Compromised Checkmarx Jenkins Plugin Spreads Infostealer

Overview of the Checkmarx Jenkins Plugin Compromise

A cybersecurity incident recently impacted users of the Checkmarx Application Security Testing (AST) plugin for Jenkins. Over a short period, a malicious version of the official Checkmarx AST plugin, identified as version 2023.2.7, was inadvertently published on the Jenkins Marketplace. This rogue package was found to contain an embedded infostealer, posing a significant risk to the security posture of affected Jenkins environments. The compromised plugin was available for download and installation between January 11 and January 13, 2024, according to BleepingComputer. This event highlights the persistent threat of Supply Chain Attack vectors, where attackers compromise trusted software distribution channels to disseminate malware.

Technical Details and Impact Assessment

The compromise of the Checkmarx AST plugin represents a classic software supply chain attack. Threat actors manipulated a legitimate software package, injecting an infostealer into version 2023.2.7 before its publication on a trusted public repository like the Jenkins Marketplace. This allowed the malicious code to bypass initial scrutiny, leading unsuspecting users to download and execute malware disguised as a legitimate update or new installation.

Once installed, the infostealer within the plugin was designed to collect sensitive information from the compromised Jenkins instance. While specific details of the malware’s capabilities were not exhaustively enumerated, such threats typically target: system information, configuration files, and crucially, authentication credentials such as API keys, tokens, and passwords stored within or accessible by the Jenkins environment.
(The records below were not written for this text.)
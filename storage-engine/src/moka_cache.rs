use async_trait::async_trait;
use moka::Expiry;
use moka::future::Cache;
use shared::{Error, Result};
use songdo::clock::{Clock, SystemClock};
use songdo::domain::CacheStats;
use songdo::domain::response::{DeleteResponse, PutResponse};
use songdo::ports::CacheStore;
use std::fmt::Debug;
use std::sync::Arc;
use std::time::{Duration, Instant};

#[derive(Clone)]
struct Timed<V> {
    value: V,
    ttl: Duration,
}

/// Expiry policy reading the TTL stored alongside each value
struct PerEntryTtl;

impl<V> Expiry<String, Timed<V>> for PerEntryTtl {
    fn expire_after_create(
        &self,
        _key: &String,
        value: &Timed<V>,
        _created_at: Instant,
    ) -> Option<Duration> {
        Some(value.ttl)
    }

    fn expire_after_update(
        &self,
        _key: &String,
        value: &Timed<V>,
        _updated_at: Instant,
        _duration_until_expiry: Option<Duration>,
    ) -> Option<Duration> {
        Some(value.ttl)
    }
}

/// Moka-based store with per-entry TTL
///
/// Moka never returns expired entries and reclaims them on its own, so
/// `stats().expired` only counts entries it has not yet swept.
pub struct MokaCacheStore<V>
where
    V: Clone + Send + Sync + 'static,
{
    cache: Cache<String, Timed<V>>,
    clock: Arc<dyn Clock>,
}

impl<V> MokaCacheStore<V>
where
    V: Clone + Send + Sync + 'static,
{
    /// Create a Moka store from name and optional capacity
    pub fn new(name: &str, max_entries: Option<u64>) -> Self {
        let mut builder = Cache::builder().name(name).expire_after(PerEntryTtl);

        if let Some(capacity) = max_entries {
            builder = builder.max_capacity(capacity);
        }

        Self {
            cache: builder.build(),
            clock: Arc::new(SystemClock),
        }
    }

    /// Run moka's pending maintenance and report the entry count
    async fn settled_count(&self) -> u64 {
        self.cache.run_pending_tasks().await;
        self.cache.entry_count()
    }
}

#[async_trait]
impl<V> CacheStore<V> for MokaCacheStore<V>
where
    V: Clone + Send + Sync + 'static,
{
    async fn get(&self, key: &str) -> Result<V> {
        match self.cache.get(key).await {
            Some(timed) => Ok(timed.value),
            None => Err(Error::NotFound), // Either doesn't exist or TTL expired
        }
    }

    async fn put(&self, key: String, value: V, ttl: Duration) -> Result<PutResponse> {
        let created = !self.cache.contains_key(&key);
        let expires_at_ms = self
            .clock
            .now_ms()
            .saturating_add(ttl.as_millis() as u64);
        self.cache.insert(key, Timed { value, ttl }).await;
        Ok(PutResponse::new(created, expires_at_ms))
    }

    async fn delete(&self, key: &str) -> Result<DeleteResponse> {
        let existed = self.cache.remove(key).await.is_some();
        Ok(DeleteResponse::new(existed))
    }

    async fn clear(&self) -> Result<usize> {
        let removed = self.cache.iter().count();
        self.cache.invalidate_all();
        self.cache.run_pending_tasks().await;
        Ok(removed)
    }

    async fn cleanup(&self) -> Result<usize> {
        let before = self.cache.entry_count();
        let after = self.settled_count().await;
        Ok(before.saturating_sub(after) as usize)
    }

    async fn stats(&self) -> Result<CacheStats> {
        let total = self.settled_count().await as usize;
        let valid = self.cache.iter().count();
        let total = total.max(valid);
        Ok(CacheStats {
            total,
            expired: total - valid,
            valid,
        })
    }
}

impl<V> Debug for MokaCacheStore<V>
where
    V: Clone + Send + Sync + 'static,
{
    fn fmt(&self, f: &mut std::fmt::Formatter<'_>) -> std::fmt::Result {
        f.debug_struct("MokaCacheStore")
            .field("name", &self.cache.name())
            .field("entry_count", &self.cache.entry_count())
            .finish()
    }
}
Jenkins servers are often central to an organization’s Continuous Integration/Continuous Delivery (CI/CD) pipelines, meaning they frequently hold highly privileged access to source code repositories, deployment targets, and other critical infrastructure. The exfiltration of these credentials could enable further unauthorized access, Lateral Movement within the network, and broader system compromise. The short window of exposure, from January 11 to 13, 2024, limits the overall impact, but any installation during this period must be considered compromised. Analysis of the attacker’s TTPs suggests an intent to gain persistent access and escalate privileges within targeted developer environments.

Actionable Recommendations for Securing Jenkins Environments Against Infostealers

Organizations utilizing Jenkins, particularly those who installed or updated the Checkmarx AST plugin during the specified timeframe, must take immediate and long-term actions to mitigate risks and bolster their security posture.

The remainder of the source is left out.